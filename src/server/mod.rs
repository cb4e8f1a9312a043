//! HTTP API for the location tracker.
//!
//! Endpoints:
//! - `GET /locations` - points, optionally bounded by `start`/`end`
//! - `POST /locations` - record a new point
//! - `GET /map` - HTML map for the same optional bounds
//! - `POST /reset` - drop every point
//! - `GET /health` - liveness and point count

mod extract;
mod handlers;
mod request_log;
mod state;
mod types;

use axum::routing::{get, post};
use axum::Router;

use handlers::{create_location, health_handler, list_locations, map_handler, reset_handler};
pub use extract::{ApiJson, ApiQuery};
pub use state::AppState;
pub use types::{parse_timestamp, ApiError, HealthResponse, LocationIn, LocationOut, TimeRange};

/// Builds the router with every endpoint wired to `state`.
pub fn build_router(state: AppState) -> Router {
    Router::new()
        .route("/locations", get(list_locations).post(create_location))
        .route("/map", get(map_handler))
        .route("/reset", post(reset_handler))
        .route("/health", get(health_handler))
        .layer(axum::middleware::from_fn(request_log::log_request))
        .with_state(state)
}

/// Binds `host:port` and serves the API until Ctrl-C.
pub async fn start_server(host: &str, port: u16, state: AppState) -> Result<(), anyhow::Error> {
    let app = build_router(state);

    let listener = tokio::net::TcpListener::bind((host, port))
        .await
        .map_err(|e| anyhow::anyhow!("Failed to bind API server to {}:{}: {}", host, port, e))?;

    log::info!("API server listening on http://{}:{}/", host, port);
    log::info!("  - Points: http://{}:{}/locations", host, port);
    log::info!("  - Map: http://{}:{}/map", host, port);

    axum::serve(listener, app)
        .with_graceful_shutdown(crate::app::shutdown_signal())
        .await
        .map_err(|e| anyhow::anyhow!("API server error: {}", e))?;

    log::info!("API server stopped");
    Ok(())
}
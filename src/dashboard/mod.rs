//! Terminal dashboard for the tracker API.
//!
//! Fetches the points and the rendered map for a time window, writes the map
//! to a file and prints a table plus a short summary. Optionally re-renders on
//! a fixed interval until Ctrl-C.

mod client;
mod range;
mod table;

use std::path::{Path, PathBuf};
use std::time::Duration;

use anyhow::{Context, Result};
use chrono::{DateTime, Utc};

pub use client::ApiClient;
pub use range::{RangePreset, Window};
pub use table::{last_point_summary, render_summary, render_table, to_display_time};

use crate::app::shutdown_signal;
use crate::config::MIN_REFRESH_SECS;
use crate::error_handling::ConnectivityError;
use crate::server::LocationOut;

/// What to show and where to write the map.
#[derive(Debug, Clone)]
pub struct ShowOptions {
    /// Time window preset
    pub preset: RangePreset,
    /// Custom window start, read only for `RangePreset::Custom`
    pub start: Option<DateTime<Utc>>,
    /// Custom window end, read only for `RangePreset::Custom`
    pub end: Option<DateTime<Utc>>,
    /// File the map HTML is written to
    pub map_output: PathBuf,
}

/// Everything fetched for one render.
#[derive(Debug, Clone)]
pub struct DashboardView {
    /// Window the data was fetched for
    pub window: Window,
    /// Points in the window, oldest first
    pub points: Vec<LocationOut>,
    /// Map document returned by the API
    pub map_html: String,
}

/// Fetches points and map for `window` concurrently.
pub async fn fetch_view(api: &ApiClient, window: Window) -> Result<DashboardView, ConnectivityError> {
    let (start, end) = window;
    let (points, map_html) =
        tokio::try_join!(api.fetch_locations(start, end), api.fetch_map_html(start, end))?;
    Ok(DashboardView {
        window,
        points,
        map_html,
    })
}

fn describe_window(preset: RangePreset, window: &Window) -> String {
    match window {
        (Some(start), Some(end)) => format!(
            "{} ({} to {})",
            preset,
            to_display_time(*start).format("%Y-%m-%d %H:%M"),
            to_display_time(*end).format("%Y-%m-%d %H:%M")
        ),
        _ => preset.to_string(),
    }
}

/// Text printed for one render: window, table, summary and map location.
pub fn render_view(view: &DashboardView, preset: RangePreset, map_output: &Path) -> String {
    format!(
        "Range: {}\n{}\n{}\nMap written to {}",
        describe_window(preset, &view.window),
        render_table(&view.points),
        render_summary(&view.points),
        map_output.display()
    )
}

/// Fetches, writes the map file and returns the text to print.
pub async fn show_once(api: &ApiClient, options: &ShowOptions) -> Result<String> {
    let window = options.preset.window(Utc::now(), options.start, options.end)?;
    let view = fetch_view(api, window).await?;
    std::fs::write(&options.map_output, &view.map_html)
        .with_context(|| format!("Failed to write map to {}", options.map_output.display()))?;
    log::debug!(
        "Rendered {} points, map written to {}",
        view.points.len(),
        options.map_output.display()
    );
    Ok(render_view(&view, options.preset, &options.map_output))
}

/// Re-renders every `refresh_secs` seconds until Ctrl-C.
///
/// A failed render is reported and the loop keeps going; the next tick is the
/// retry.
pub async fn watch(api: &ApiClient, options: &ShowOptions, refresh_secs: u64) -> Result<()> {
    let every = Duration::from_secs(refresh_secs.max(MIN_REFRESH_SECS));
    let mut interval = tokio::time::interval(every);
    interval.set_missed_tick_behavior(tokio::time::MissedTickBehavior::Delay);

    let shutdown = shutdown_signal();
    tokio::pin!(shutdown);

    loop {
        tokio::select! {
            _ = &mut shutdown => break,
            _ = interval.tick() => {
                match show_once(api, options).await {
                    Ok(text) => println!("{}\n", text),
                    Err(e) => eprintln!("{}\n", describe_error(api.base_url(), &e)),
                }
            }
        }
    }
    Ok(())
}

/// User-facing message for a dashboard failure.
///
/// Connectivity failures name the API URL and how to start it.
pub fn describe_error(api_url: &str, err: &anyhow::Error) -> String {
    match err.downcast_ref::<ConnectivityError>() {
        Some(ConnectivityError::Request { .. }) => format!(
            "Could not connect to the tracker API at {}. Start it with `campus_tracker serve`. Detail: {}",
            api_url, err
        ),
        Some(other) => format!("The tracker API at {} rejected the request: {}", api_url, other),
        None => format!("{:#}", err),
    }
}
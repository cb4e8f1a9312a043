//! Terminal rendering of the points table and summary.

use chrono::{DateTime, FixedOffset, Utc};
use comfy_table::{presets, Attribute, Cell, CellAlignment, ContentArrangement, Table};

use crate::config::{DISPLAY_TIMEZONE_NAME, DISPLAY_UTC_OFFSET_SECS, UNLABELLED_POINT};
use crate::server::LocationOut;

/// Converts a UTC timestamp to the display timezone.
pub fn to_display_time(ts: DateTime<Utc>) -> DateTime<FixedOffset> {
    match FixedOffset::east_opt(DISPLAY_UTC_OFFSET_SECS) {
        Some(offset) => ts.with_timezone(&offset),
        None => ts.fixed_offset(),
    }
}

fn format_time(ts: DateTime<Utc>) -> String {
    to_display_time(ts).format("%Y-%m-%d %H:%M:%S %:z").to_string()
}

/// Renders the points as a table, oldest first.
pub fn render_table(points: &[LocationOut]) -> String {
    let mut table = Table::new();
    table
        .load_preset(presets::UTF8_HORIZONTAL_ONLY)
        .set_content_arrangement(ContentArrangement::Dynamic);

    table.set_header(vec![
        Cell::new("Latitude").add_attribute(Attribute::Bold),
        Cell::new("Longitude").add_attribute(Attribute::Bold),
        Cell::new("Label").add_attribute(Attribute::Bold),
        Cell::new("Source").add_attribute(Attribute::Bold),
        Cell::new(format!("Created ({})", DISPLAY_TIMEZONE_NAME)).add_attribute(Attribute::Bold),
    ]);

    for point in points {
        table.add_row(vec![
            Cell::new(format!("{:.6}", point.latitude)).set_alignment(CellAlignment::Right),
            Cell::new(format!("{:.6}", point.longitude)).set_alignment(CellAlignment::Right),
            Cell::new(&point.label),
            Cell::new(&point.source),
            Cell::new(format_time(point.created_at)),
        ]);
    }

    table.to_string()
}

/// One-line description of the most recent point, if any.
pub fn last_point_summary(points: &[LocationOut]) -> Option<String> {
    points.last().map(|last| {
        let label = if last.label.is_empty() {
            UNLABELLED_POINT
        } else {
            &last.label
        };
        format!(
            "{} - ({:.5}, {:.5}) - {}",
            label,
            last.latitude,
            last.longitude,
            format_time(last.created_at)
        )
    })
}

/// Visible count plus the last point.
pub fn render_summary(points: &[LocationOut]) -> String {
    let mut out = format!("Visible points: {}", points.len());
    if let Some(last) = last_point_summary(points) {
        out.push_str("\nLast point: ");
        out.push_str(&last);
    }
    out
}

#[cfg(test)]
mod tests {
    use super::*;
    use chrono::TimeZone;

    fn point(label: &str, hour: u32) -> LocationOut {
        LocationOut {
            latitude: 3.3415,
            longitude: -76.5295,
            label: label.to_string(),
            source: "api".to_string(),
            created_at: Utc.with_ymd_and_hms(2024, 5, 1, hour, 0, 0).unwrap(),
        }
    }

    #[test]
    fn test_display_time_is_bogota() {
        let ts = Utc.with_ymd_and_hms(2024, 5, 1, 3, 0, 0).unwrap();
        assert_eq!(format_time(ts), "2024-04-30 22:00:00 -05:00");
    }

    #[test]
    fn test_table_lists_every_point() {
        let table = render_table(&[point("Gate", 13), point("Library", 14)]);
        assert!(table.contains("Gate"));
        assert!(table.contains("Library"));
        assert!(table.contains("America/Bogota"));
        assert!(table.contains("2024-05-01 08:00:00 -05:00"));
    }

    #[test]
    fn test_summary_uses_last_point() {
        let summary = render_summary(&[point("Gate", 13), point("", 14)]);
        assert!(summary.starts_with("Visible points: 2"));
        assert!(summary.contains("Last point: Sin etiqueta - (3.34150, -76.52950) - 2024-05-01 09:00:00 -05:00"));
    }

    #[test]
    fn test_summary_of_empty_window() {
        assert_eq!(render_summary(&[]), "Visible points: 0");
    }
}
//! Logger initialization.
//!
//! This module provides functions to initialize the logger with custom formatting.

use std::io::Write;

use crate::config::LogFormat;
use crate::error_handling::InitializationError;
use colored::*;
use log::LevelFilter;

/// Initializes the logger with the specified level and format.
///
/// Configures `env_logger` with custom formatting. Supports both plain text
/// (with colors) and JSON formats for structured logging.
///
/// The logger reads from the `RUST_LOG` environment variable by default, but
/// the provided `level` parameter overrides it for this crate.
///
/// # Errors
///
/// Returns `InitializationError::LoggerError` if a logger is already set.
///
/// # Examples
///
/// ```bash
/// # Per-module filtering via RUST_LOG
/// RUST_LOG=campus_tracker=debug,reqwest=info campus_tracker serve
/// ```
pub fn init_logger_with(level: LevelFilter, format: LogFormat) -> Result<(), InitializationError> {
    let mut builder = env_logger::Builder::from_default_env();

    builder.filter_level(level);
    builder.filter_module("hyper", LevelFilter::Info);
    builder.filter_module("hyper_util", LevelFilter::Info);
    builder.filter_module("reqwest", LevelFilter::Info);
    builder.filter_module("campus_tracker", level);

    match format {
        LogFormat::Json => {
            builder.format(|buf, record| {
                writeln!(
                    buf,
                    "{{\"ts\":{},\"level\":\"{}\",\"target\":\"{}\",\"msg\":{}}}",
                    chrono::Utc::now().timestamp_millis(),
                    record.level(),
                    record.target(),
                    serde_json::to_string(&record.args().to_string())
                        .unwrap_or_else(|_| "\"\"".into())
                )
            });
        }
        LogFormat::Plain => {
            builder.format(|buf, record| {
                let level = record.level();
                let colored_level = match level {
                    log::Level::Error => level.to_string().red(),
                    log::Level::Warn => level.to_string().yellow(),
                    log::Level::Info => level.to_string().green(),
                    log::Level::Debug => level.to_string().blue(),
                    log::Level::Trace => level.to_string().purple(),
                };

                writeln!(
                    buf,
                    "{} {} [{}] {}",
                    chrono::Local::now().format("%H:%M:%S"),
                    record.target().cyan(),
                    colored_level,
                    record.args()
                )
            });
        }
    }

    // try_init() so tests that initialize twice get an error instead of a panic
    builder.try_init().map_err(InitializationError::from)?;

    Ok(())
}

#[cfg(test)]
mod tests {
    use super::*;

    #[test]
    fn test_second_init_fails_without_panicking() {
        // Only one logger per process; whichever call comes second must error.
        let _ = init_logger_with(LevelFilter::Info, LogFormat::Plain);
        let second = init_logger_with(LevelFilter::Debug, LogFormat::Json);
        assert!(matches!(second, Err(InitializationError::LoggerError(_))));
    }
}
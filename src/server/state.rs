//! Shared server state.

use std::sync::Arc;

use crate::geo::LocationGeometry;
use crate::store::LocationStore;

/// Application context built once at startup and handed to every handler.
#[derive(Clone)]
pub struct AppState {
    /// The point store.
    pub store: Arc<LocationStore>,
    /// Campus geometry, resolved before the server starts.
    pub geometry: Arc<LocationGeometry>,
    /// Zoom level for rendered maps.
    pub map_zoom: u8,
}

impl AppState {
    /// Bundles the store, geometry and zoom into a state value.
    pub fn new(store: Arc<LocationStore>, geometry: Arc<LocationGeometry>, map_zoom: u8) -> Self {
        Self {
            store,
            geometry,
            map_zoom,
        }
    }
}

(Your instructions)
A single number is the whole answer: the count of lines above that hold "interval".

(Result for this exercise)
4